Start of Block

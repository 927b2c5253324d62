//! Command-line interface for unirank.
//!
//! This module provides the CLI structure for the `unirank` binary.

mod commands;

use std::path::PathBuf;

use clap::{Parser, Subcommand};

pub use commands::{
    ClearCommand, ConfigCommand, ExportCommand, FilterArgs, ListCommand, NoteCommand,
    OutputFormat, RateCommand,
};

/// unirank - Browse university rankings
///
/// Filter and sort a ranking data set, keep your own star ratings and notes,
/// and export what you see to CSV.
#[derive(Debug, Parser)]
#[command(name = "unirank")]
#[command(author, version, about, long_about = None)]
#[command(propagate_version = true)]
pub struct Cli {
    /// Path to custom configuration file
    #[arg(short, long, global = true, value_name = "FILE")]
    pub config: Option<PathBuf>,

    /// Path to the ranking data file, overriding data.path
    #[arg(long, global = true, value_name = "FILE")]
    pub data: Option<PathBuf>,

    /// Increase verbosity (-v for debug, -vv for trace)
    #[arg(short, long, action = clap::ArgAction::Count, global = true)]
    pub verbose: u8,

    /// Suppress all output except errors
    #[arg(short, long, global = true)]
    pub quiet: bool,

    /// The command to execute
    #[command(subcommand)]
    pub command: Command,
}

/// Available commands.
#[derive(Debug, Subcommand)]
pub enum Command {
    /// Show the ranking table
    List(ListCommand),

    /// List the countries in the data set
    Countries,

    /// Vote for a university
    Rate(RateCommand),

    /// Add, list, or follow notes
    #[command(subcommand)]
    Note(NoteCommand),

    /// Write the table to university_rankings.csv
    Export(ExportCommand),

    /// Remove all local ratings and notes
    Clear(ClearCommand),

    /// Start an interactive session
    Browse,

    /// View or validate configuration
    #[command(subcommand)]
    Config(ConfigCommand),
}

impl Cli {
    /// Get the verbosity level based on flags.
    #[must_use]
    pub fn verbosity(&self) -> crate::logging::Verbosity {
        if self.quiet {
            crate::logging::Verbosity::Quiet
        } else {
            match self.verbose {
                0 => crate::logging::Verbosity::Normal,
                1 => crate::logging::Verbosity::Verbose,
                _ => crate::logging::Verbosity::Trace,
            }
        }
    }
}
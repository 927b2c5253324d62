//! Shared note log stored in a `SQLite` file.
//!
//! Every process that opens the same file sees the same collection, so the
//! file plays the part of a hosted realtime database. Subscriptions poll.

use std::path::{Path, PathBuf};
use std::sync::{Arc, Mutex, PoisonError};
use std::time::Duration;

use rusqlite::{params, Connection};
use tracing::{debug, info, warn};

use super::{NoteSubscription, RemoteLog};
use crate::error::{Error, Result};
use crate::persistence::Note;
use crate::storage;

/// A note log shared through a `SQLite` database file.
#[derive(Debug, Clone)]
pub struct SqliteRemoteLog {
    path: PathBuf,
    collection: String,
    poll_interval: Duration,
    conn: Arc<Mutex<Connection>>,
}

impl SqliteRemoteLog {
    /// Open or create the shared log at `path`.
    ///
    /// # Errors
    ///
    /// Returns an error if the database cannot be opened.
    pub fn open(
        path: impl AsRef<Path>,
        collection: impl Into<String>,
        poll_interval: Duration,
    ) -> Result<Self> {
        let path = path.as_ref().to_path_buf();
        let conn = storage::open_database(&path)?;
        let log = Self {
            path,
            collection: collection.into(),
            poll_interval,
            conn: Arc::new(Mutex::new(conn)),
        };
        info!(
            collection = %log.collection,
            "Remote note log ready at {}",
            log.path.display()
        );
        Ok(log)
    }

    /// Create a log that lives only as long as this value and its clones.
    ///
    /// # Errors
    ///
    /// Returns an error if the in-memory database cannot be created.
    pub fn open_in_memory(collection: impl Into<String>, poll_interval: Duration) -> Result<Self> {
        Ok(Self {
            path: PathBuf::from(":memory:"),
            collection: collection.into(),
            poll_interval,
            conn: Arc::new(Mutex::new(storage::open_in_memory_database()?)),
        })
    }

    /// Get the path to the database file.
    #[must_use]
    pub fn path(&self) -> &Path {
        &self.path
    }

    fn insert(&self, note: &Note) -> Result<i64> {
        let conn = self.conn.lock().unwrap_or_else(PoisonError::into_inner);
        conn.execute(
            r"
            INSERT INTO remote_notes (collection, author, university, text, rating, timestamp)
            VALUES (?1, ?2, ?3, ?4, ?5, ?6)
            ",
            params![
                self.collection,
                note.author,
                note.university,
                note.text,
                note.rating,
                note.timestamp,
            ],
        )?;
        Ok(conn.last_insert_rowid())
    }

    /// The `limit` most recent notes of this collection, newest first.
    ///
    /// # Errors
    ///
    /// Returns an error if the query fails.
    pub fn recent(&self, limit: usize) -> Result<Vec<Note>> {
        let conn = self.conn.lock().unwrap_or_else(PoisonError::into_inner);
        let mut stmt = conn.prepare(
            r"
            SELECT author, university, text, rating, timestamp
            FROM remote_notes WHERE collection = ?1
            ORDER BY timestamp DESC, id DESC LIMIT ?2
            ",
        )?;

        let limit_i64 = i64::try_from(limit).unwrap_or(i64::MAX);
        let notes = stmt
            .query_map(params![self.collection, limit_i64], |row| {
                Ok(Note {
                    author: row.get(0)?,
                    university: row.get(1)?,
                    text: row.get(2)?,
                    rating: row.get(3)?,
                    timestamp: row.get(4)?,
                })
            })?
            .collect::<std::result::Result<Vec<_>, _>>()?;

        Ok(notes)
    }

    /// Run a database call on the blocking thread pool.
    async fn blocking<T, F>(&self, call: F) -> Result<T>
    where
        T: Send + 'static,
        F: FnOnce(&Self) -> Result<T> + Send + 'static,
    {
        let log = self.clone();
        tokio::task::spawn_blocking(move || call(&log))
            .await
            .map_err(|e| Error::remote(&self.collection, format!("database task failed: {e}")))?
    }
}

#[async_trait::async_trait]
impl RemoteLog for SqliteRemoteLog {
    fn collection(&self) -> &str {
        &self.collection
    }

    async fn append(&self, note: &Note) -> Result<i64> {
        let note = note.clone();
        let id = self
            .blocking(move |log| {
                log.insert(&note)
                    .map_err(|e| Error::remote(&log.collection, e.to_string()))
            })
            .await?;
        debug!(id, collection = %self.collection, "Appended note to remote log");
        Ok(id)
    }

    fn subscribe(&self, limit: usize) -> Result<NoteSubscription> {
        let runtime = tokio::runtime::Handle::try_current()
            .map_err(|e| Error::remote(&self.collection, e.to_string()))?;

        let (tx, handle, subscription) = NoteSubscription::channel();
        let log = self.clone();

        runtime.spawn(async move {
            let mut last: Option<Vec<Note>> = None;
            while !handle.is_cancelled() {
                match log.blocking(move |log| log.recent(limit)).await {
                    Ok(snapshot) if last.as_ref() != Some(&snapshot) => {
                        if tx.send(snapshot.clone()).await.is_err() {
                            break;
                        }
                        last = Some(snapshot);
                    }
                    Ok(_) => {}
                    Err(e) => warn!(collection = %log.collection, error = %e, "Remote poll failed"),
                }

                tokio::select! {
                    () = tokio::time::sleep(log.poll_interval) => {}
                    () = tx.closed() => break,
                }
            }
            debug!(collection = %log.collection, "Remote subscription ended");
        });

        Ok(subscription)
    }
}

End of Block

• What you should do
Reproduce the material in full, with no word added or dropped.

• Exercise response
repository 927b2c5253324d62
//! Command-line interface for unirank.
//!
//! This module provides the CLI structure for the `unirank` binary.

mod commands;

use std::path::PathBuf;

use clap::{Parser, Subcommand};

pub use commands::{
    ClearCommand, ConfigCommand, ExportCommand, FilterArgs, ListCommand, NoteCommand,
    OutputFormat, RateCommand,
};

/// unirank - Browse university rankings
///
/// Filter and sort a ranking data set, keep your own star ratings and notes,
/// and export what you see to CSV.
#[derive(Debug, Parser)]
#[command(name = "unirank")]
#[command(author, version, about, long_about = None)]
#[command(propagate_version = true)]
pub struct Cli {
    /// Path to custom configuration file
    #[arg(short, long, global = true, value_name = "FILE")]
    pub config: Option<PathBuf>,

    /// Path to the ranking data file, overriding data.path
    #[arg(long, global = true, value_name = "FILE")]
    pub data: Option<PathBuf>,

    /// Increase verbosity (-v for debug, -vv for trace)
    #[arg(short, long, action = clap::ArgAction::Count, global = true)]
    pub verbose: u8,

    /// Suppress all output except errors
    #[arg(short, long, global = true)]
    pub quiet: bool,

    /// The command to execute
    #[command(subcommand)]
    pub command: Command,
}

/// Available commands.
#[derive(Debug, Subcommand)]
pub enum Command {
    /// Show the ranking table
    List(ListCommand),

    /// List the countries in the data set
    Countries,

    /// Vote for a university
    Rate(RateCommand),

    /// Add, list, or follow notes
    #[command(subcommand)]
    Note(NoteCommand),

    /// Write the table to university_rankings.csv
    Export(ExportCommand),

    /// Remove all local ratings and notes
    Clear(ClearCommand),

    /// Start an interactive session
    Browse,

    /// View or validate configuration
    #[command(subcommand)]
    Config(ConfigCommand),
}

impl Cli {
    /// Get the verbosity level based on flags.
    #[must_use]
    pub fn verbosity(&self) -> crate::logging::Verbosity {
        if self.quiet {
            crate::logging::Verbosity::Quiet
        } else {
            match self.verbose {
                0 => crate::logging::Verbosity::Normal,
                1 => crate::logging::Verbosity::Verbose,
                _ => crate::logging::Verbosity::Trace,
            }
        }
    }
}
repository 927b2c5253324d62
//! Shared note log stored in a `SQLite` file.
//!
//! Every process that opens the same file sees the same collection, so the
//! file plays the part of a hosted realtime database. Subscriptions poll.

use std::path::{Path, PathBuf};
use std::sync::{Arc, Mutex, PoisonError};
use std::time::Duration;

use rusqlite::{params, Connection};
use tracing::{debug, info, warn};

use super::{NoteSubscription, RemoteLog};
use crate::error::{Error, Result};
use crate::persistence::Note;
use crate::storage;

/// A note log shared through a `SQLite` database file.
#[derive(Debug, Clone)]
pub struct SqliteRemoteLog {
    path: PathBuf,
    collection: String,
    poll_interval: Duration,
    conn: Arc<Mutex<Connection>>,
}

impl SqliteRemoteLog {
    /// Open or create the shared log at `path`.
    ///
    /// # Errors
    ///
    /// Returns an error if the database cannot be opened.
    pub fn open(
        path: impl AsRef<Path>,
        collection: impl Into<String>,
        poll_interval: Duration,
    ) -> Result<Self> {
        let path = path.as_ref().to_path_buf();
        let conn = storage::open_database(&path)?;
        let log = Self {
            path,
            collection: collection.into(),
            poll_interval,
            conn: Arc::new(Mutex::new(conn)),
        };
        info!(
            collection = %log.collection,
            "Remote note log ready at {}",
            log.path.display()
        );
        Ok(log)
    }

    /// Create a log that lives only as long as this value and its clones.
    ///
    /// # Errors
    ///
    /// Returns an error if the in-memory database cannot be created.
    pub fn open_in_memory(collection: impl Into<String>, poll_interval: Duration) -> Result<Self> {
        Ok(Self {
            path: PathBuf::from(":memory:"),
            collection: collection.into(),
            poll_interval,
            conn: Arc::new(Mutex::new(storage::open_in_memory_database()?)),
        })
    }

    /// Get the path to the database file.
    #[must_use]
    pub fn path(&self) -> &Path {
        &self.path
    }

    fn insert(&self, note: &Note) -> Result<i64> {
        let conn = self.conn.lock().unwrap_or_else(PoisonError::into_inner);
        conn.execute(
            r"
            INSERT INTO remote_notes (collection, author, university, text, rating, timestamp)
            VALUES (?1, ?2, ?3, ?4, ?5, ?6)
            ",
            params![
                self.collection,
                note.author,
                note.university,
                note.text,
                note.rating,
                note.timestamp,
            ],
        )?;
        Ok(conn.last_insert_rowid())
    }

    /// The `limit` most recent notes of this collection, newest first.
    ///
    /// # Errors
    ///
    /// Returns an error if the query fails.
    pub fn recent(&self, limit: usize) -> Result<Vec<Note>> {
        let conn = self.conn.lock().unwrap_or_else(PoisonError::into_inner);
        let mut stmt = conn.prepare(
            r"
            SELECT author, university, text, rating, timestamp
            FROM remote_notes WHERE collection = ?1
            ORDER BY timestamp DESC, id DESC LIMIT ?2
            ",
        )?;

        let limit_i64 = i64::try_from(limit).unwrap_or(i64::MAX);
        let notes = stmt
            .query_map(params![self.collection, limit_i64], |row| {
                Ok(Note {
                    author: row.get(0)?,
                    university: row.get(1)?,
                    text: row.get(2)?,
                    rating: row.get(3)?,
                    timestamp: row.get(4)?,
                })
            })?
            .collect::<std::result::Result<Vec<_>, _>>()?;

        Ok(notes)
    }

    /// Run a database call on the blocking thread pool.
    async fn blocking<T, F>(&self, call: F) -> Result<T>
    where
        T: Send + 'static,
        F: FnOnce(&Self) -> Result<T> + Send + 'static,
    {
        let log = self.clone();
        tokio::task::spawn_blocking(move || call(&log))
            .await
            .map_err(|e| Error::remote(&self.collection, format!("database task failed: {e}")))?
    }
}

#[async_trait::async_trait]
impl RemoteLog for SqliteRemoteLog {
    fn collection(&self) -> &str {
        &self.collection
    }

    async fn append(&self, note: &Note) -> Result<i64> {
        let note = note.clone();
        let id = self
            .blocking(move |log| {
                log.insert(&note)
                    .map_err(|e| Error::remote(&log.collection, e.to_string()))
            })
            .await?;
        debug!(id, collection = %self.collection, "Appended note to remote log");
        Ok(id)
    }

    fn subscribe(&self, limit: usize) -> Result<NoteSubscription> {
        let runtime = tokio::runtime::Handle::try_current()
            .map_err(|e| Error::remote(&self.collection, e.to_string()))?;

        let (tx, handle, subscription) = NoteSubscription::channel();
        let log = self.clone();

        runtime.spawn(async move {
            let mut last: Option<Vec<Note>> = None;
            while !handle.is_cancelled() {
                match log.blocking(move |log| log.recent(limit)).await {
                    Ok(snapshot) if last.as_ref() != Some(&snapshot) => {
                        if tx.send(snapshot.clone()).await.is_err() {
                            break;
                        }
                        last = Some(snapshot);
                    }
                    Ok(_) => {}
                    Err(e) => warn!(collection = %log.collection, error = %e, "Remote poll failed"),
                }

                tokio::select! {
                    () = tokio::time::sleep(log.poll_interval) => {}
                    () = tx.closed() => break,
                }
            }
            debug!(collection = %log.collection, "Remote subscription ended");
        });

        Ok(subscription)
    }
}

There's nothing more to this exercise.